First off, I'm six months in. I know just enough to know that I know nothing. I did well in school, but now I'm second-guessing myself a lot and it is interrupting my sleep. I don't even know if what I'm stressing about really is something that was worth worrying about, or if I'm making mountains out of molehills.
Three nights ago I was giving report on a patient that had been on our unit for about a week. She had a perforated bowel that had been corrected, which involved several drains (most of which by this time were clamped) and many rounds of IV antibiotics and ongoing IV fluid. Our unit doesn't generally have patients with bowel preforations, but the hospital was full and so we got a lot of med-surg overflow. Despite not being our usual patient, I think we had been handing her needs pretty well. This patient had been on a normal diet for a few days and had a foley catheter out two days prior. The previous day, she suddenly started having diarrhea all day and chose not to eat at all because of the diarrhea. Day shift notified the physician who said to start measuring all output and notify in 24 hours if diarrhea is ongoing.

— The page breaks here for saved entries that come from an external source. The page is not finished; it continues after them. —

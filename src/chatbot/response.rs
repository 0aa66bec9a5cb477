//! Response sending utilities for Discord.

use log::info;

use crate::bot::Data;
use crate::error::{BotError, Result};

type Context<'a> = poise::Context<'a, Data, BotError>;

/// Send reply chunks in order as separate messages.
///
/// After `defer`, poise routes the first chunk to the deferred response
/// and the rest to followups.
pub async fn send_chunks(ctx: Context<'_>, chunks: Vec<String>) -> Result<()> {
    let total = chunks.len();
    for chunk in chunks {
        ctx.say(chunk).await?;
    }

    info!(
        "Replied to {} in channel {} with {total} message(s)",
        ctx.author().tag(),
        ctx.channel_id()
    );
    Ok(())
}
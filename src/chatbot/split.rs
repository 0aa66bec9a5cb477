//! Splitting long replies into Discord-sized messages.

/// Discord's per-message character limit.
pub const HARD_LIMIT: usize = 2000;

/// Target chunk size, leaving room for continuation markers.
pub const SOFT_LIMIT: usize = 1900;

const SENTENCE_BREAK: &str = ". ";
const CONTINUATION: &str = "...";

/// Split `text` using the default Discord limits.
#[must_use]
pub fn split_message(text: &str) -> Vec<String> {
    split_with_limits(text, HARD_LIMIT, SOFT_LIMIT)
}

/// Split `text` into chunks of at most `hard_limit` characters.
///
/// Chunks break after `". "` where possible. A sentence longer than
/// `soft_limit` is cut and marked with `...` on both sides of the cut.
#[must_use]
pub fn split_with_limits(text: &str, hard_limit: usize, soft_limit: usize) -> Vec<String> {
    if char_len(text) <= hard_limit {
        return vec![text.to_string()];
    }

    // Each forced cut must make progress past the re-added marker.
    let min_soft = CONTINUATION.len() + 1;
    let soft_limit = soft_limit.clamp(min_soft, hard_limit.max(min_soft));
    let mut chunks = Vec::new();
    let mut current = String::new();
    let mut current_len = 0;

    for segment in sentences(text) {
        let segment_len = char_len(segment);
        if current_len + segment_len <= soft_limit {
            current.push_str(segment);
            current_len += segment_len;
            continue;
        }

        flush(&mut chunks, &mut current);

        let mut rest = segment.to_string();
        while char_len(&rest) > soft_limit {
            let (head, tail) = split_at_char(&rest, soft_limit);
            chunks.push(format!("{head}{CONTINUATION}"));
            rest = format!("{CONTINUATION}{tail}");
        }
        current_len = char_len(&rest);
        current = rest;
    }
    flush(&mut chunks, &mut current);

    enforce_hard_limit(chunks, hard_limit)
}

/// Segments ending with the `". "` they were split on; the last keeps none.
fn sentences(text: &str) -> impl Iterator<Item = &str> {
    text.split_inclusive(SENTENCE_BREAK)
}

fn flush(chunks: &mut Vec<String>, current: &mut String) {
    let trimmed = current.trim_end();
    if !trimmed.is_empty() {
        chunks.push(trimmed.to_string());
    }
    current.clear();
}

/// Re-cut anything still longer than `hard_limit`.
fn enforce_hard_limit(chunks: Vec<String>, hard_limit: usize) -> Vec<String> {
    let hard_limit = hard_limit.max(1);
    let mut out = Vec::with_capacity(chunks.len());
    for chunk in chunks {
        let mut rest = chunk.as_str();
        while char_len(rest) > hard_limit {
            let (head, tail) = split_at_char(rest, hard_limit);
            out.push(head.to_string());
            rest = tail;
        }
        if !rest.is_empty() {
            out.push(rest.to_string());
        }
    }
    out
}

fn char_len(s: &str) -> usize {
    s.chars().count()
}

fn split_at_char(s: &str, n: usize) -> (&str, &str) {
    let idx = s.char_indices().nth(n).map_or(s.len(), |(i, _)| i);
    s.split_at(idx)
}

#[cfg(test)]
mod tests {
    use super::*;

    fn assert_within(chunks: &[String], limit: usize) {
        for chunk in chunks {
            assert!(
                char_len(chunk) <= limit,
                "chunk of {} characters exceeds {limit}",
                char_len(chunk)
            );
        }
    }

    #[test]
    fn short_text_is_untouched() {
        let text = "Hello, human. Bring me cookies. ";
        assert_eq!(split_message(text), vec![text.to_string()]);

        let exact = "x".repeat(HARD_LIMIT);
        assert_eq!(split_message(&exact), vec![exact.clone()]);
    }

    #[test]
    fn unbroken_text_is_force_split_with_markers() {
        let text = "a".repeat(2500);
        let chunks = split_message(&text);

        assert_eq!(chunks.len(), 2);
        assert_within(&chunks, HARD_LIMIT);
        assert!(chunks[0].ends_with("..."));
        assert!(chunks[1].starts_with("..."));
        assert_eq!(chunks[0], format!("{}...", "a".repeat(SOFT_LIMIT)));
        assert_eq!(chunks[1], format!("...{}", "a".repeat(600)));
    }

    #[test]
    fn very_long_sentence_is_cut_repeatedly() {
        let text = "b".repeat(6000);
        let chunks = split_message(&text);

        assert_within(&chunks, HARD_LIMIT);
        assert_eq!(chunks.len(), 4);
        let restored: String = chunks
            .iter()
            .map(|c| c.trim_start_matches("...").trim_end_matches("..."))
            .collect();
        assert_eq!(restored, text);
    }

    #[test]
    fn prefers_sentence_boundaries() {
        let sentence = format!("{}. ", "s".repeat(98));
        let text = sentence.repeat(30);
        let chunks = split_message(&text);

        assert_eq!(chunks.len(), 2);
        assert_within(&chunks, SOFT_LIMIT);
        for chunk in &chunks {
            assert!(chunk.ends_with('.'));
            assert!(!chunk.contains("..."));
        }
        assert_eq!(chunks.concat().replace(". ", "."), text.replace(". ", "."));
    }

    #[test]
    fn last_segment_gets_no_synthetic_period() {
        let text = format!("{}. tail without period", "w".repeat(2100));
        let chunks = split_message(&text);

        assert_within(&chunks, HARD_LIMIT);
        let last = chunks.last().unwrap();
        assert!(last.ends_with("tail without period"));
    }

    #[test]
    fn long_sentence_after_short_one_stays_within_limit() {
        let text = format!("Short intro. {}", "c".repeat(3000));
        let chunks = split_message(&text);

        assert_within(&chunks, HARD_LIMIT);
        assert_eq!(chunks[0], "Short intro.");
        assert!(chunks[1].ends_with("..."));
    }

    #[test]
    fn multibyte_text_is_split_on_char_boundaries() {
        let text = "ฅ^•ﻌ•^ฅ".repeat(400);
        let chunks = split_message(&text);

        assert_within(&chunks, HARD_LIMIT);
        assert!(chunks.len() >= 2);
    }

    #[test]
    fn tight_soft_limit_still_respects_hard_limit() {
        let text = "z".repeat(50);
        let chunks = split_with_limits(&text, 10, 9);

        assert_within(&chunks, 10);
        assert!(chunks.len() > 5);
    }
}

When I got shift report for the night shift on this patient, she was exhausted. All she wanted to do was sleep. The physician was at the bedside when I took report, so I made sure that he was updated everything I got in report and he seemed unconcerned. No new orders, just some discontinued ones that were no longer pertinent, but nothing regarding output - just monitor. I got the patient comfortable and let her sleep, beyond the usual interruptions to hang antibiotics and take vitals, etc. It was a really busy shift and we were understaffed so we each had 1-2 more patients than usual for this unit and mine were particularly needly. At 5 AM, I noticed that she hadn't had any output at all this shift, neither urine nor stool. I asked her if she needed to use the bathroom when I hung the 5 AM antibiotics, but she said she didn't need to yet. IV fluids were running all night at 75 mL/hr, with 200 mL/hr intermittent antibiotics. I mentioned it to my charge and she said not to worry about it but to let day shift know.
I somehow got everything that needed to be done taken care of with my other patients and felt great going into report. The patient with the perforated bowel was my last one to hand off. The nurse that I handed off to seemed very upset about the lack of output. She wanted to know why I hadn't notified the physician, why I hadn't bladder scanned the patient, why I hadn't just gotten the patient up and forced her to use the bathroom. All I could say is "I'm sorry" over and over again and I felt awful. I knew that a bladder scan was warranted, but I honestly was racing to get all the other stuff done, and it slipped my mind. The ongoing nurse looked at the previous day shift totals and was pointing to the unmeasured output, but completely ignoring the measured stools and telling me that the patient hasn't had enough output of any kind. I remember the day shift CNA mentioning that neither she nor the patient knew if urine was mixed with stool in those measured occurrences, so it was measured as stool only as a "best guess". I can't remember exact totals, but it was over 2000 mL. Then the ongoing nurse was asking me why a C-diff test hadn't been done. I could only answer that there hadn't been any output my shift. When we went into the patient's room together, she continued to talk about the problem of the low output and that I should have gotten the patient up. This was in front of the patient, and I felt like I was being humiliated purposely. The patient was still groggy from being abruptly woken and stated that she really didn't need to pee yet, but might be able to in a couple of hours. This nurse also went on to correct me on how to properly clamp these particular drains, which had been managed the same way by 4 other experienced nurses earlier in the week. Again, her attitude was suggesting to me (and to the patient) that I was incompetent.
I haven't been back to work, but this has been on my mind the entire three days since work. All I could think about was that it might have been dumping syndrome, but how do you even manage dumping syndrome? It might have been dehydration which is entirely reasonable with diarrhea, but I know that I checked oral mucous membranes and there were IV fluids running all night. I know that lots of patients just pee less at night and I know she peed just before I took report on her. I work again tonight and I dread interacting with that day shift nurse. She has a pretty stern demeanor and is generally difficult to read. I have seen her straight up bully other new nurses, but I've not been on the receiving end of that kind of treatment. I'm also dreading being in this patient's room, if she's even still there, because I feel like our raport was shattered.
I'm just a nervous wreck and I haven't really slept well because I keep thinking about this. I can't shake the feeling that I really screwed up here.